Dataset entries:
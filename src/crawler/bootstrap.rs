//! First-sighting novel creation
//!
//! A novel id not yet in the store gets its detail page and cover fetched
//! once; the resulting record has no latest chapter until the discovery run
//! that follows fills it in.

use crate::crawler::extractor::extract_novel_detail;
use crate::crawler::fetcher::Fetcher;
use crate::model::{CoverRef, Novel};
use crate::storage::{cover_key, AssetStore, NovelStore};
use crate::{Result, StorageContext};

/// Result of looking a novel up
#[derive(Debug, Clone)]
pub struct BootstrapOutcome {
    pub novel: Novel,
    /// True when the novel was built from its detail page during this call
    pub created: bool,
}

/// Loads existing novels or builds new ones from their detail page
pub struct NovelBootstrap<'a> {
    fetcher: &'a Fetcher,
    /// Cover destination; `None` keeps covers inline
    assets: Option<&'a dyn AssetStore>,
}

impl<'a> NovelBootstrap<'a> {
    pub fn new(fetcher: &'a Fetcher, assets: Option<&'a dyn AssetStore>) -> Self {
        Self { fetcher, assets }
    }

    /// Returns the stored novel, or fetches and builds it when unseen
    ///
    /// The new record is not persisted here; the discovery run persists it
    /// together with its first latest-chapter pointer.
    pub async fn load_or_create<S: NovelStore>(
        &self,
        store: &S,
        novel_id: &str,
        novel_href: &str,
    ) -> Result<BootstrapOutcome> {
        if let Some(novel) = store
            .get_novel(novel_id)
            .with_context(|| format!("loading novel {}", novel_id))?
        {
            return Ok(BootstrapOutcome {
                novel,
                created: false,
            });
        }

        tracing::info!("New novel {}, fetching details from {}", novel_id, novel_href);
        let page = self.fetcher.fetch_page(novel_href).await?;
        let detail = extract_novel_detail(&page.body)?;

        let cover = match &detail.cover_href {
            Some(href) => Some(self.store_cover(novel_id, href).await?),
            None => {
                tracing::warn!("Novel {} has no cover image", novel_id);
                None
            }
        };

        Ok(BootstrapOutcome {
            novel: Novel {
                novel_id: novel_id.to_string(),
                title: detail.title,
                description: detail.description,
                cover,
                last_chapter: None,
            },
            created: true,
        })
    }

    async fn store_cover(&self, novel_id: &str, href: &str) -> Result<CoverRef> {
        let cover = self.fetcher.fetch_binary(href).await?;

        match self.assets {
            Some(assets) => {
                let key = cover_key(&cover.bytes, &cover.content_type);
                let key = assets
                    .upload(&key, &cover.bytes, &cover.content_type)
                    .with_context(|| format!("uploading cover of novel {}", novel_id))?;
                Ok(CoverRef::Stored {
                    key,
                    content_type: cover.content_type,
                })
            }
            None => Ok(CoverRef::Inline {
                data: cover.bytes,
                content_type: cover.content_type,
            }),
        }
    }
}
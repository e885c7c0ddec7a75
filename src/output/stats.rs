//! Statistics generation from the novel database
//!
//! This module provides functionality for extracting and displaying
//! ingestion statistics from the storage layer.

use crate::model::ChapterNumber;
use crate::storage::{ChapterStore, NovelStore, RunRecord, RunStore, StorageResult};
use std::collections::HashMap;

/// Store-wide ingestion statistics
#[derive(Debug, Clone)]
pub struct IngestStatistics {
    /// Number of stored novels
    pub novels: u64,

    /// Number of stored chapters
    pub chapters: u64,

    /// Chapters stored with the broken-content sentinel
    pub broken: u64,

    /// Chapters still waiting for a number
    pub pending: u64,

    /// Novels whose assigned numbers are not exactly `1..=N`
    pub non_contiguous: Vec<String>,

    /// The most recent ingestion run, if any
    pub latest_run: Option<RunRecord>,
}

/// True when the assigned numbers of a novel are exactly `1..=N`
///
/// Unassigned chapters are ignored.
///
/// # Examples
///
/// ```
/// use novel_ripple::output::numbering_is_contiguous;
/// use novel_ripple::ChapterNumber;
/// use std::collections::HashMap;
///
/// let mut known = HashMap::new();
/// known.insert("1".to_string(), ChapterNumber::Assigned(1));
/// known.insert("2".to_string(), ChapterNumber::Assigned(2));
/// assert!(numbering_is_contiguous(&known));
///
/// known.insert("4".to_string(), ChapterNumber::Assigned(4));
/// assert!(!numbering_is_contiguous(&known));
/// ```
pub fn numbering_is_contiguous(known: &HashMap<String, ChapterNumber>) -> bool {
    let mut numbers: Vec<u32> = known.values().filter_map(|n| n.value()).collect();
    numbers.sort_unstable();

    numbers
        .iter()
        .enumerate()
        .all(|(index, &number)| number as usize == index + 1)
}

/// Loads statistics from storage
pub fn load_statistics<S>(storage: &S) -> StorageResult<IngestStatistics>
where
    S: NovelStore + ChapterStore + RunStore,
{
    let novel_ids = storage.list_novel_ids()?;

    let mut non_contiguous = Vec::new();
    for novel_id in &novel_ids {
        if !numbering_is_contiguous(&storage.known_chapters(novel_id)?) {
            non_contiguous.push(novel_id.clone());
        }
    }

    Ok(IngestStatistics {
        novels: novel_ids.len() as u64,
        chapters: storage.count_chapters()?,
        broken: storage.count_broken_chapters()?,
        pending: storage.count_pending_chapters()?,
        non_contiguous,
        latest_run: storage.get_latest_run()?,
    })
}

/// Prints statistics to stdout in a formatted manner
pub fn print_statistics(stats: &IngestStatistics) {
    println!("=== Ingestion Statistics ===\n");

    println!("Overview:");
    println!("  Novels: {}", stats.novels);
    println!("  Chapters: {}", stats.chapters);
    println!("  Broken chapters: {}", stats.broken);
    println!("  Chapters awaiting a number: {}", stats.pending);
    println!();

    if !stats.non_contiguous.is_empty() {
        println!(
            "Novels with gaps in numbering ({}):",
            stats.non_contiguous.len()
        );
        for novel_id in &stats.non_contiguous {
            println!("  - {}", novel_id);
        }
        println!();
    }

    match &stats.latest_run {
        Some(run) => {
            println!("Latest Run:");
            println!("  Id: {}", run.id);
            println!("  Status: {}", run.status.to_db_string());
            println!("  Started: {}", run.started_at);
            if let Some(finished) = &run.finished_at {
                println!("  Finished: {}", finished);
            }
            println!(
                "  Pages: {}, rows: {} ({} skipped)",
                run.stats.pages, run.stats.rows, run.stats.skipped_rows
            );
            println!(
                "  New novels: {}, new chapters: {}",
                run.stats.novels_created, run.stats.chapters_added
            );
        }
        None => println!("No ingestion runs recorded."),
    }
}
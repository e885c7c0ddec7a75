//! Identifier derivation from listing and chapter hrefs
//!
//! Novel ids come from the novel page's file name (`/my-novel.html` →
//! `my-novel`); chapter ids are the number embedded in the chapter file name
//! (`/my-novel/chapter-12-title.html` → `12`). Hrefs may be relative or absolute.

use regex::Regex;
use std::sync::LazyLock;
use url::Url;

static CHAPTER_ID_REGEX: LazyLock<Regex> =
    LazyLock::new(|| Regex::new(r"chapter-(\d+)-?").expect("hardcoded regex pattern is valid"));

/// Extracts the chapter id from a chapter href
///
/// Only the file name is read, so a novel slug such as `chapter-2-reborn`
/// never leaks into the id. Returns `None` when the file name does not follow
/// the `chapter-<digits>` pattern.
///
/// # Examples
///
/// ```
/// use novel_ripple::ids::chapter_id_from_href;
///
/// assert_eq!(chapter_id_from_href("/my-novel/chapter-12-title.html"), Some("12".to_string()));
/// assert_eq!(chapter_id_from_href("/my-novel/prologue.html"), None);
/// ```
pub fn chapter_id_from_href(href: &str) -> Option<String> {
    let stem = page_stem(href)?;
    CHAPTER_ID_REGEX
        .captures(&stem)
        .and_then(|caps| caps.get(1))
        .map(|m| m.as_str().to_string())
}

/// Derives the novel id from a novel page href
///
/// # Examples
///
/// ```
/// use novel_ripple::ids::novel_id_from_href;
///
/// assert_eq!(novel_id_from_href("/my-novel.html"), Some("my-novel".to_string()));
/// assert_eq!(novel_id_from_href("https://site.example/my-novel.html"), Some("my-novel".to_string()));
/// ```
pub fn novel_id_from_href(href: &str) -> Option<String> {
    page_stem(href)
}

/// The chapter file name without `.html`, for chapters with no numeric id
pub fn chapter_slug_from_href(href: &str) -> Option<String> {
    page_stem(href)
}

/// Last path segment of an href with a trailing `.html` removed
fn page_stem(href: &str) -> Option<String> {
    let href = href.trim();
    if href.is_empty() {
        return None;
    }

    let path = match Url::parse(href) {
        Ok(url) => url.path().to_string(),
        // Relative hrefs: drop query and fragment by hand
        Err(_) => href
            .split(['?', '#'])
            .next()
            .unwrap_or_default()
            .to_string(),
    };

    let segment = path.rsplit('/').find(|s| !s.is_empty())?;
    let stem = segment.strip_suffix(".html").unwrap_or(segment);

    if stem.is_empty() {
        None
    } else {
        Some(stem.to_string())
    }
}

To do ::
Scan the records for the string "crate". Copy each line in which it appears.

Written solution ::
use crate::crawler::extractor::extract_novel_detail;
use crate::crawler::fetcher::Fetcher;
use crate::model::{CoverRef, Novel};
use crate::storage::{cover_key, AssetStore, NovelStore};
use crate::{Result, StorageContext};
use crate::model::ChapterNumber;
use crate::storage::{ChapterStore, NovelStore, RunRecord, RunStore, StorageResult};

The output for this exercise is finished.